Les Accents têtus

Jour Nuit

Jour : le crissement des cigales dans le champ.
Nuit : le galop des loirs sur la charpente.
Jour : le couïnement de Sophie la girafe qui réveille mon grand-père en pleine sieste.
Nuit : le tic-tac du coucou.
Jour : les voix de canards synthétiques des héros des dessins animés.
Nuit : le frémissement de la voix de Monsieur Seguin, qui, incarné par ma grand-mère, chevrotte un déchirant « Reviens, Blanchette ! »
Jour : le pépiement les poules et le cocorico enroué du petit coq, grimpé dans le buis.
Nuit : le glapissement du renard qui me glace le sang.
Jour : l’âne qui brait à pleines gorge, les chiens qui aboient, de l’autre côté du grillage, pour le provoquer, et tant qu’à faire les chèvres qui ajoutent leur bêlement au concert.
Nuit : la respiration des enfants dans la chambre, certains parlent un peu en dormant.
Jour : le chant joyeux des pommes de terres en grosses langues, des beignets d’aubergine ou des tout petits poissons dans le bain de friture.
Nuit : le pas lent du corbeau sur le toit, le pas lourd du blaireau dans la broussaille, qui ressemblent au pas d’un brigand tournant autour de la maison.
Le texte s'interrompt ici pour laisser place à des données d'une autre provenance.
/// Ledger endpoints
///
/// The workbook posts the raw cell values of its journal sheet and gets
/// the computed report back; nothing about the journal is stored.
///
/// # Endpoints
///
/// - `POST /api/ledger` - account ledger with running balance
/// - `POST /api/ledger/trial-balance` - opening, turnover and closing per account
/// - `POST /api/journal/prepare` - check a typed transaction and render its sheet row
///
/// # Example
///
/// ```text
/// POST /api/ledger
///
/// {
///   "account_code": "1101",
///   "date_from": "2024-01-01",
///   "date_to": "2024-01-31",
///   "rows": [[45292, "1101", "3101", "MNT", 1000, "Capital"]]
/// }
/// ```

use crate::{
    app::AppState,
    error::{ApiError, ApiResult},
    routes::ensure_company,
};
use axum::{extract::State, Extension, Json};
use chrono::NaiveDate;
use serde::{Deserialize, Serialize};
use serde_json::{json, Value};
use uuid::Uuid;
use xfinance_shared::{
    auth::{
        authorization::{actions, require_action},
        middleware::AuthContext,
    },
    ledger::{
        balance::{self, LedgerQuery, LedgerReport, TrialBalance},
        journal::{parse_rows, ColumnLayout, JournalEntry},
        rates::RateTable,
        LedgerError,
    },
    models::{
        account::Account,
        cf_item::CfItem,
        log::{AuditLog, NewLog},
    },
};

#[derive(Debug, Deserialize)]
pub struct LedgerRequest {
    #[serde(flatten)]
    pub query: LedgerQuery,

    /// Journal sheet cells, one array per row
    pub rows: Vec<Vec<Value>>,

    #[serde(default)]
    pub layout: ColumnLayout,
}

#[derive(Debug, Deserialize)]
pub struct TrialBalanceRequest {
    pub date_from: NaiveDate,
    pub date_to: NaiveDate,
    pub rows: Vec<Vec<Value>>,

    #[serde(default)]
    pub layout: ColumnLayout,
}

#[derive(Debug, Deserialize)]
pub struct PrepareJournalRequest {
    pub company_id: Uuid,
    pub entry: JournalEntry,

    /// Rate sheet cells, `[date, currency, rate]` per row
    #[serde(default)]
    pub rates: Vec<Vec<Value>>,
}

/// Row ready to append to the journal sheet
#[derive(Debug, Clone, PartialEq, Serialize)]
pub struct PreparedRow {
    pub row: Vec<Value>,
    pub rate: f64,

    /// Amount in MNT
    pub base_amount: f64,
}

#[derive(Debug, Serialize)]
pub struct PrepareJournalResponse {
    #[serde(flatten)]
    pub prepared: PreparedRow,
    pub debit_account_name: String,
    pub credit_account_name: String,
}

/// Account ledger over the posted journal rows
pub async fn ledger(
    Extension(auth): Extension<AuthContext>,
    Json(req): Json<LedgerRequest>,
) -> ApiResult<Json<LedgerReport>> {
    let journal = parse_rows(&req.rows, &req.layout);
    let report = balance::reconstruct(&journal, &req.query)?;

    tracing::debug!(
        user_id = %auth.user_id,
        account = %report.account_code,
        entries = report.entries.len(),
        skipped = report.skipped_rows,
        "Ledger built"
    );

    Ok(Json(report))
}

/// Trial balance over the posted journal rows
pub async fn trial_balance(
    Extension(auth): Extension<AuthContext>,
    Json(req): Json<TrialBalanceRequest>,
) -> ApiResult<Json<TrialBalance>> {
    let journal = parse_rows(&req.rows, &req.layout);
    let report = balance::trial_balance(&journal, req.date_from, req.date_to)?;

    tracing::debug!(
        user_id = %auth.user_id,
        accounts = report.lines.len(),
        skipped = report.skipped_rows,
        "Trial balance built"
    );

    Ok(Json(report))
}

/// Validates the entry and converts it with the rate sheet
fn prepare_row(entry: &JournalEntry, rates: &RateTable) -> Result<PreparedRow, LedgerError> {
    entry.validate()?;

    let rate = rates.rate_on(&entry.currency_code(), entry.date)?;

    Ok(PreparedRow {
        row: entry.to_cells(rate),
        rate,
        base_amount: entry.amount * rate,
    })
}

async fn active_account(state: &AppState, company_id: Uuid, number: &str) -> ApiResult<Account> {
    match Account::find_by_number(&state.db, company_id, number).await? {
        Some(account) if account.is_active => Ok(account),
        Some(_) => Err(ApiError::BadRequest(format!("Account {} is inactive", number.trim()))),
        None => Err(ApiError::BadRequest(format!("Unknown account {}", number.trim()))),
    }
}

/// Checks a "record transaction" form and renders the journal row
///
/// Needs the `JOURNAL_RECORD` action.
///
/// # Errors
///
/// - `400 Bad Request`: Invalid entry, unknown or inactive account, unknown
///   CF item, or no rate for the currency on that date
/// - `404 Not Found`: Company does not exist
pub async fn prepare_journal(
    State(state): State<AppState>,
    Extension(auth): Extension<AuthContext>,
    Json(req): Json<PrepareJournalRequest>,
) -> ApiResult<Json<PrepareJournalResponse>> {
    require_action(&state.db, &auth, actions::JOURNAL_RECORD).await?;
    req.entry.validate()?;
    ensure_company(&state, req.company_id).await?;

    let debit = active_account(&state, req.company_id, &req.entry.debit_account).await?;
    let credit = active_account(&state, req.company_id, &req.entry.credit_account).await?;

    if let Some(code) = req.entry.cf_item.as_deref().map(str::trim).filter(|c| !c.is_empty()) {
        if CfItem::find_by_code(&state.db, req.company_id, code).await?.is_none() {
            return Err(ApiError::BadRequest(format!("Unknown CF item {}", code)));
        }
    }

    let rates = RateTable::from_rows(&req.rates);
    let prepared = prepare_row(&req.entry, &rates)?;

    AuditLog::record_quietly(
        &state.db,
        NewLog::info(
            "journal.record",
            format!(
                "{} Dr {} Cr {} {} {}",
                req.entry.date,
                debit.account_number,
                credit.account_number,
                req.entry.amount,
                req.entry.currency_code()
            ),
        )
        .by(auth.user_id)
        .with_metadata(json!({
            "company_id": req.company_id,
            "rate": prepared.rate,
            "base_amount": prepared.base_amount,
        })),
    )
    .await;

    Ok(Json(PrepareJournalResponse {
        prepared,
        debit_account_name: debit.name,
        credit_account_name: credit.name,
    }))
}

#[cfg(test)]
mod tests {
    use super::*;

    fn entry(currency: &str, amount: f64) -> JournalEntry {
        JournalEntry {
            date: NaiveDate::from_ymd_opt(2024, 3, 15).unwrap(),
            debit_account: "1102".to_string(),
            credit_account: "3101".to_string(),
            currency: currency.to_string(),
            amount,
            description: "Capital in USD".to_string(),
            customer: None,
            related_account: None,
            cf_item: None,
        }
    }

    fn rates() -> RateTable {
        RateTable::from_rows(&[
            vec![json!("Date"), json!("Currency"), json!("Rate")],
            vec![json!("2024-03-01"), json!("USD"), json!(3400.0)],
            vec![json!("2024-03-20"), json!("USD"), json!(3450.0)],
        ])
    }

    #[test]
    fn test_prepare_row_converts_with_latest_rate() {
        let prepared = prepare_row(&entry("usd", 100.0), &rates()).unwrap();

        assert_eq!(prepared.rate, 3400.0);
        assert_eq!(prepared.base_amount, 340_000.0);
        assert_eq!(prepared.row.len(), 11);
        assert_eq!(prepared.row[3], json!("USD"));
        assert_eq!(prepared.row[9], json!(340_000.0));
    }

    #[test]
    fn test_prepare_row_base_currency_needs_no_rate() {
        let prepared = prepare_row(&entry("MNT", 5000.0), &RateTable::new()).unwrap();
        assert_eq!(prepared.rate, 1.0);
        assert_eq!(prepared.base_amount, 5000.0);
    }

    #[test]
    fn test_prepare_row_missing_rate() {
        let err = prepare_row(&entry("EUR", 10.0), &rates()).unwrap_err();
        assert!(matches!(err, LedgerError::MissingRate { ref currency, .. } if currency == "EUR"));
    }

    #[test]
    fn test_prepare_row_rejects_invalid_entry() {
        let err = prepare_row(&entry("USD", 0.0), &rates()).unwrap_err();
        assert!(matches!(err, LedgerError::InvalidEntry(_)));
    }

    #[test]
    fn test_ledger_request_shape() {
        let req: LedgerRequest = serde_json::from_value(json!({
            "account_code": "1101",
            "date_from": "2024-01-01",
            "date_to": "2024-01-31",
            "rows": [[45292, "1101", "3101", "MNT", 1000]],
        }))
        .unwrap();

        assert_eq!(req.query.account_code, "1101");
        assert!(req.query.currency.is_none());
        assert_eq!(req.layout, ColumnLayout::default());
        assert_eq!(req.rows.len(), 1);
    }
}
Jour : dans le grenier, faire craquer le plancher quand on fouille dans les malles aux trésors, avec un délicieux frisson de transgression.
Nuit : les bing et bang de la tôle métallique du radiateur, où j’ai posé une petite musette de paille tressée où j’ai mis pour la nuit le lapereau blessé ramené par le chien, et qui saute sur place.
Jour : le clair tintement du téléphone : super, c’est Maman !
Nuit : les voix dans ma tête qui me racontent des histoires.
Jour : les films comiques avec Bourvil, Fernandel et de Funès que la troupe de cousins regarde plusieurs fois, à chaques vacances, en clamant en cœur les répliques, avec leur petite musique guillerette et la prononciation si datée des acteurs.
Nuit : le vrai silence qui s’étend quand on regarde la voie lactée.